**Task prompt**
Filter the entries below, keeping only lines with "calls".

**Records to use**
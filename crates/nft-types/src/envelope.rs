use serde::{Deserialize, Deserializer, Serialize, Serializer};
use serde_json::{Map, Value};

use crate::object::ObjectId;

/// The provider's answer for a single object ID.
///
/// The liveness question is settled once, where the response enters the
/// SDK; everything downstream matches on the variant instead of probing the
/// payload shape.
#[derive(Clone, Debug, PartialEq, Serialize, Deserialize)]
pub enum ObjectResponse {
    /// The object exists and its contents were returned.
    Live(LiveObject),
    /// The object could not be returned.
    Missing { id: ObjectId, status: ObjectStatus },
}

impl ObjectResponse {
    pub fn missing(id: impl Into<ObjectId>) -> Self {
        Self::Missing { id: id.into(), status: ObjectStatus::NotExists }
    }

    /// The ID this response answers for.
    pub fn object_id(&self) -> &ObjectId {
        match self {
            Self::Live(obj) => &obj.reference.object_id,
            Self::Missing { id, .. } => id,
        }
    }

    pub fn as_live(&self) -> Option<&LiveObject> {
        match self {
            Self::Live(obj) => Some(obj),
            Self::Missing { .. } => None,
        }
    }

    pub fn is_live(&self) -> bool {
        matches!(self, Self::Live(_))
    }
}

/// Why an object was not returned.
#[derive(Clone, Debug, PartialEq, Eq, Serialize, Deserialize)]
pub enum ObjectStatus {
    NotExists,
    Deleted,
    Unknown(String),
}

/// A live object as reported by a full node.
#[derive(Clone, Debug, PartialEq, Serialize, Deserialize)]
#[serde(rename_all = "camelCase")]
pub struct LiveObject {
    pub data: MoveObject,
    pub owner: Owner,
    #[serde(default)]
    pub previous_transaction: String,
    #[serde(default)]
    pub storage_rebate: u64,
    pub reference: ObjectRef,
}

impl LiveObject {
    pub fn id(&self) -> &ObjectId {
        &self.reference.object_id
    }

    /// The fully qualified Move type descriptor, e.g. `0x2::coin::Coin<0x2::sui::SUI>`.
    pub fn type_descriptor(&self) -> &str {
        &self.data.type_
    }

    pub fn fields(&self) -> &Map<String, Value> {
        &self.data.fields
    }
}

/// The Move payload of an object.
#[derive(Clone, Debug, PartialEq, Serialize, Deserialize)]
pub struct MoveObject {
    #[serde(rename = "dataType", default = "default_data_type")]
    pub data_type: String,
    #[serde(rename = "type")]
    pub type_: String,
    #[serde(default)]
    pub has_public_transfer: bool,
    #[serde(default)]
    pub fields: Map<String, Value>,
}

fn default_data_type() -> String {
    "moveObject".into()
}

/// Versioned reference to an object.
#[derive(Clone, Debug, PartialEq, Eq, Serialize, Deserialize)]
#[serde(rename_all = "camelCase")]
pub struct ObjectRef {
    pub object_id: ObjectId,
    #[serde(default)]
    pub version: u64,
    #[serde(default)]
    pub digest: String,
}

/// Ownership of an object.
///
/// Deserialization never fails: shapes that match none of the known tags
/// become [`Owner::Unknown`].
#[derive(Clone, Debug, PartialEq, Eq)]
pub enum Owner {
    /// Owned by an account address.
    Address(String),
    /// Owned by another object (dynamic fields, wrapped listings).
    Object(String),
    Shared { initial_shared_version: u64 },
    Immutable,
    Unknown,
}

impl Owner {
    /// The owning address or parent object ID, or `""` for every other shape.
    pub fn address(&self) -> &str {
        match self {
            Self::Address(a) | Self::Object(a) => a,
            _ => "",
        }
    }

    /// Decode the RPC representation: `{"AddressOwner": ..}`,
    /// `{"ObjectOwner": ..}`, `{"Shared": ..}` or `"Immutable"`.
    pub fn from_json(value: &Value) -> Self {
        match value {
            Value::String(s) if s == "Immutable" => Self::Immutable,
            Value::Object(map) => {
                // ObjectOwner wins if a malformed payload carries both tags.
                if let Some(parent) = map.get("ObjectOwner").and_then(Value::as_str) {
                    Self::Object(parent.to_owned())
                } else if let Some(addr) = map.get("AddressOwner").and_then(Value::as_str) {
                    Self::Address(addr.to_owned())
                } else if let Some(shared) = map.get("Shared") {
                    let initial_shared_version = shared
                        .get("initial_shared_version")
                        .and_then(Value::as_u64)
                        .unwrap_or_default();
                    Self::Shared { initial_shared_version }
                } else {
                    Self::Unknown
                }
            }
            _ => Self::Unknown,
        }
    }

    pub fn to_json(&self) -> Value {
        match self {
            Self::Address(a) => serde_json::json!({ "AddressOwner": a }),
            Self::Object(o) => serde_json::json!({ "ObjectOwner": o }),
            Self::Shared { initial_shared_version } => {
                serde_json::json!({ "Shared": { "initial_shared_version": initial_shared_version } })
            }
            Self::Immutable => Value::String("Immutable".into()),
            Self::Unknown => Value::Object(Map::new()),
        }
    }
}

impl Serialize for Owner {
    fn serialize<S: Serializer>(&self, serializer: S) -> Result<S::Ok, S::Error> {
        self.to_json().serialize(serializer)
    }
}

impl<'de> Deserialize<'de> for Owner {
    fn deserialize<D: Deserializer<'de>>(deserializer: D) -> Result<Self, D::Error> {
        let value = Value::deserialize(deserializer)?;
        Ok(Self::from_json(&value))
    }
}

#[cfg(test)]
mod tests {
    use super::*;
    use serde_json::json;

    #[test]
    fn owner_address_tag() {
        let owner = Owner::from_json(&json!({ "AddressOwner": "0xabc" }));
        assert_eq!(owner, Owner::Address("0xabc".into()));
        assert_eq!(owner.address(), "0xabc");
    }

    #[test]
    fn owner_object_tag() {
        let owner = Owner::from_json(&json!({ "ObjectOwner": "0xparent" }));
        assert_eq!(owner.address(), "0xparent");
    }

    #[test]
    fn owner_without_tag_is_empty() {
        assert_eq!(Owner::from_json(&json!({})).address(), "");
        assert_eq!(Owner::from_json(&json!(null)), Owner::Unknown);
        assert_eq!(Owner::from_json(&json!({ "AddressOwner": 7 })), Owner::Unknown);
    }

    #[test]
    fn owner_shared_and_immutable() {
        let shared = Owner::from_json(&json!({ "Shared": { "initial_shared_version": 3 } }));
        assert_eq!(shared, Owner::Shared { initial_shared_version: 3 });
        assert_eq!(shared.address(), "");
        assert_eq!(Owner::from_json(&json!("Immutable")), Owner::Immutable);
    }

    #[test]
    fn owner_serde_uses_rpc_shape() {
        let owner = Owner::Object("0xparent".into());
        let value = serde_json::to_value(&owner).unwrap();
        assert_eq!(value, json!({ "ObjectOwner": "0xparent" }));
        let back: Owner = serde_json::from_value(value).unwrap();
        assert_eq!(back, owner);
    }

    #[test]
    fn live_object_from_rpc_json() {
        let obj: LiveObject = serde_json::from_value(json!({
            "data": {
                "dataType": "moveObject",
                "type": "0x2::coin::Coin<0x2::sui::SUI>",
                "has_public_transfer": true,
                "fields": { "balance": "100" }
            },
            "owner": { "AddressOwner": "0xabc" },
            "previousTransaction": "tx",
            "storageRebate": 12,
            "reference": { "objectId": "0x1", "version": 4, "digest": "d" }
        }))
        .unwrap();
        assert_eq!(obj.id().as_str(), "0x1");
        assert_eq!(obj.type_descriptor(), "0x2::coin::Coin<0x2::sui::SUI>");
        assert_eq!(obj.fields()["balance"], json!("100"));
        assert_eq!(obj.owner.address(), "0xabc");
        assert_eq!(obj.storage_rebate, 12);
    }

    #[test]
    fn missing_response_keeps_id() {
        let resp = ObjectResponse::missing("0xdead");
        assert_eq!(resp.object_id().as_str(), "0xdead");
        assert!(!resp.is_live());
        assert!(resp.as_live().is_none());
    }
}
use async_trait::async_trait;
use nft_types::{Address, CoinBalance, ObjectId, ObjectResponse};

use crate::error::ProviderResult;

/// Read access to a Sui full node.
///
/// Implementations decide liveness at the boundary: every object comes back
/// as an [`ObjectResponse`], and only failures of the call itself are `Err`.
#[async_trait]
pub trait ObjectProvider: Send + Sync {
    /// Fetch one object.
    async fn get_object(&self, id: &ObjectId) -> ProviderResult<ObjectResponse>;

    /// Fetch many objects in one round trip.
    ///
    /// The result may be in any order and need not cover every ID; callers
    /// match responses to IDs themselves. The default implementation calls
    /// `get_object()` for each ID. Backends should override it.
    async fn get_objects(&self, ids: &[ObjectId]) -> ProviderResult<Vec<ObjectResponse>> {
        let mut out = Vec::with_capacity(ids.len());
        for id in ids {
            out.push(self.get_object(id).await?);
        }
        Ok(out)
    }

    /// Every object owned by `address`.
    async fn get_objects_owned_by_address(
        &self,
        address: &Address,
    ) -> ProviderResult<Vec<ObjectResponse>>;

    /// Every coin owned by `address`, with its balance.
    async fn get_coin_balances_owned_by_address(
        &self,
        address: &Address,
    ) -> ProviderResult<Vec<CoinBalance>>;
}
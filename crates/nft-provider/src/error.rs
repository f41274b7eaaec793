use thiserror::Error;

/// Errors from provider calls.
///
/// These describe the call as a whole failing. A single object that does not
/// exist is not an error; it comes back as `ObjectResponse::Missing`.
#[derive(Debug, Error)]
pub enum ProviderError {
    /// The HTTP request could not be completed.
    #[error("transport error: {0}")]
    Transport(#[from] reqwest::Error),

    /// The node answered with a JSON-RPC error object.
    #[error("rpc error {code}: {message}")]
    Rpc { code: i64, message: String },

    /// The response did not have the expected shape.
    #[error("decode error: {0}")]
    Decode(String),

    /// The provider is not able to serve requests.
    #[error("provider unavailable: {0}")]
    Unavailable(String),
}

impl From<serde_json::Error> for ProviderError {
    fn from(err: serde_json::Error) -> Self {
        Self::Decode(err.to_string())
    }
}

/// Result alias for provider operations.
pub type ProviderResult<T> = Result<T, ProviderError>;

**Solution**
    /// match responses to IDs themselves. The default implementation calls
/// Errors from provider calls.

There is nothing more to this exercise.